Kachin State
Junta soldiers and police officers abandoned three strategically important bases in Kachin State earlier this week, according to the Kachin Independence Army (KIA).
The regime forces left the bases—in the village of Gway Htaw, at the 16-mile marker near the village of Zwut Mai Yang, and in the town of Injangyang—without a fight, KIA spokesperson Col. Naw Bu told Myanmar Now. “They left on their own and we haven’t clashed with them there at all,” he said.
Dr. Tu Hkaung, the environment minister for the civilian National Unity Government, wrote on Facebook that civil servants had also fled Injangyang. A local woman noted that the only junta base left in the area now is the one near Tang Hpe, a village on the Myitkyina-Sumprabum highway.
All three abandoned military bases usually hosts hundreds of soldiers and were of great military importance because of their location inside KIA Brigade 1 territory, according to a local Kachin news outlet.
Rakhine State
The Arakan Army (AA) reported that heavy fighting continued on Tuesday in Pauktaw, a town near the Rakhine State capital Sittwe, and accused the military of using residents as human shields.
According to the group, the junta deployed fighter jets to conduct four airstrikes—three in the morning and one in the afternoon. The town also came under heavy artillery fire from junta soldiers stationed in Sittwe and from a nearby military vessel. An attack helicopter was also used to drop bombs, a resident reported.
Fighting has damaged some telecommunication towers, disrupting telephone service to Pauktaw. Residents said that phone lines are only functional in certain areas.
There were also reports that two civilian vessels operating between Kyauktaw in Rakhine State and Paletwa Township in Chin State vanished along with their crews on Monday.
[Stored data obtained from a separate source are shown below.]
//! One check function per constraint kind.
//!
//! Every check has the same shape: it takes the constraint value and the
//! target column and returns an outcome plus the positions of the rows that
//! broke the constraint.

use std::cmp::Ordering;
use std::collections::HashSet;

use chrono::NaiveDate;

use crate::input::{Column, ColumnKind, DType, Number, Value};
use crate::schema::Constraint;

use super::result::CheckOutcome;

/// Outcome of a check and the rows that caused its breaks.
#[derive(Debug, Clone, PartialEq)]
pub struct CheckResult {
    pub outcome: CheckOutcome,
    /// Failing row positions, in row order. Empty for summary-only checks.
    pub rows: Vec<usize>,
}

impl CheckResult {
    fn from_rows(rows: Vec<usize>) -> Self {
        Self {
            outcome: CheckOutcome::Breaks(rows.len()),
            rows,
        }
    }

    fn passed() -> Self {
        Self::from_rows(Vec::new())
    }

    fn not_applicable() -> Self {
        Self {
            outcome: CheckOutcome::NotApplicable,
            rows: Vec::new(),
        }
    }
}

/// Run the check matching `constraint` against `column`.
pub fn run_check(constraint: &Constraint, column: &Column) -> CheckResult {
    match constraint {
        Constraint::DataType(expected) => check_data_type(expected, column),
        Constraint::Nullable(allowed) => check_nullable(*allowed, column),
        Constraint::Unique(required) => check_unique(*required, column),
        Constraint::MinLength(bound) => check_length(column, |len| len < *bound),
        Constraint::MaxLength(bound) => check_length(column, |len| len > *bound),
        Constraint::ValueRange(allowed) => check_value_range(allowed, column),
        Constraint::MinValue(bound) => check_value(*bound, column, Ordering::Less),
        Constraint::MaxValue(bound) => check_value(*bound, column, Ordering::Greater),
        Constraint::MinDate(bound) => check_date(*bound, column, |d, b| d < b),
        Constraint::MaxDate(bound) => check_date(*bound, column, |d, b| d > b),
    }
}

/// Summary-only: one break on a type mismatch, never any rows.
fn check_data_type(expected: &str, column: &Column) -> CheckResult {
    let matches = expected == column.dtype().name()
        || DType::from_name(expected) == Some(column.dtype());

    CheckResult {
        outcome: CheckOutcome::Breaks(usize::from(!matches)),
        rows: Vec::new(),
    }
}

fn check_nullable(allowed: bool, column: &Column) -> CheckResult {
    if allowed {
        return CheckResult::passed();
    }
    CheckResult::from_rows(matching_rows(column, Value::is_null))
}

/// Later occurrences of a non-null value break; the first does not.
fn check_unique(required: bool, column: &Column) -> CheckResult {
    if !required {
        return CheckResult::passed();
    }

    let mut seen = HashSet::new();
    let rows = column
        .iter()
        .enumerate()
        .filter_map(|(row, value)| {
            let key = value.key()?;
            (!seen.insert(key)).then_some(row)
        })
        .collect();
    CheckResult::from_rows(rows)
}

fn check_length(column: &Column, breaks: impl Fn(usize) -> bool) -> CheckResult {
    if !column.kind().is_textual() {
        return CheckResult::not_applicable();
    }
    CheckResult::from_rows(matching_rows(column, |value| {
        !value.is_null() && breaks(value.render().chars().count())
    }))
}

fn check_value_range(allowed: &[Value], column: &Column) -> CheckResult {
    let allowed: HashSet<_> = allowed.iter().filter_map(Value::key).collect();
    CheckResult::from_rows(matching_rows(column, |value| {
        value.key().is_some_and(|key| !allowed.contains(&key))
    }))
}

/// Rows whose value orders as `breaking` against the bound. Integer values
/// and integer bounds compare exactly.
fn check_value(bound: Option<Number>, column: &Column, breaking: Ordering) -> CheckResult {
    if column.kind() != ColumnKind::Numeric {
        return CheckResult::not_applicable();
    }
    let Some(bound) = bound else {
        return CheckResult::passed();
    };

    CheckResult::from_rows(matching_rows(column, |value| {
        Number::from_value(value).and_then(|v| v.compare(&bound)) == Some(breaking)
    }))
}

fn check_date(
    bound: Option<NaiveDate>,
    column: &Column,
    breaks: impl Fn(NaiveDate, NaiveDate) -> bool,
) -> CheckResult {
    if column.dtype() != DType::DateTime {
        return CheckResult::not_applicable();
    }
    let Some(bound) = bound else {
        return CheckResult::passed();
    };

    CheckResult::from_rows(matching_rows(column, |value| {
        value.as_datetime().is_some_and(|dt| breaks(dt.date(), bound))
    }))
}

fn matching_rows(column: &Column, predicate: impl Fn(&Value) -> bool) -> Vec<usize> {
    column
        .iter()
        .enumerate()
        .filter(|(_, value)| predicate(value))
        .map(|(row, _)| row)
        .collect()
}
The next day, the regime claimed that they had been seized by the AA, which has not released a statement on the matter.
On Wednesday, a spokesperson for UN Secretary-General António Guterres said that more than 20,000 people had been forced to flee the fighting in Pauktaw Township.
Sagaing Region
People’s Defence Force (PDF) battalions based in Shwebo District engaged in an hour-long shootout with junta troops stationed at a high school and a hospital in Taze Township on Tuesday evening, according to a PDF member who took part in the clashes.
Around 150 junta soldiers, police officers, and Pyu Saw Htee members are currently based in Taze, which is a frequent target of local PDF groups.
After the incident, the soldiers from the hospital and the high school retreated to the town’s police station and football field, where other junta troops are stationed. Pro-junta media reported that none of the regime forces were injured. A PDF member said that one resistance fighter was killed.
Taze has long been under a curfew and has not had electricity or water for nearly two months. Most of the town’s population has fled to nearby villages, according to a resident.
Four Phyu Saw Htee members, including a former Union Solidarity and Development Party (USDP) lawmaker named Myint Aung, were captured by PDF troops at a school in Htan Ta Pin, a village in Tamu Township, on Tuesday. Two were shot the next day while trying to escape, but other two, including Myint Aung, the leader of the group, are still alive and in custody.
Tamu Township, which borders India, is regarded as a resistance stronghold, but some pro-junta Pyu Saw Htee militiamen are active in and around the township’s administrative centre.
Shan State
The Ta’ang National Liberation Army (TNLA) attacked a column of around 100 junta soldiers in Hsipaw on Wednesday during efforts to repair the Kyin Thi bridge, which had been blown up by anti-regime forces on November 12 to prevent the military sending reinforcements from the Northeastern Regional Military Command in Lashio to the Kokang region. A junta artillery unit based in nearby Kyaukme opened fire in response to the attack.
TNLA troops also launched an attack on a junta base near Namkham on Wednesday morning, resulting in a battle that lasted until noon. A day earlier, the group attacked the military’s Meng Kyat base in Lashio Township. According to a TNLA statement, the military responded by dropping more than 40 bombs over the course of eight airstrikes.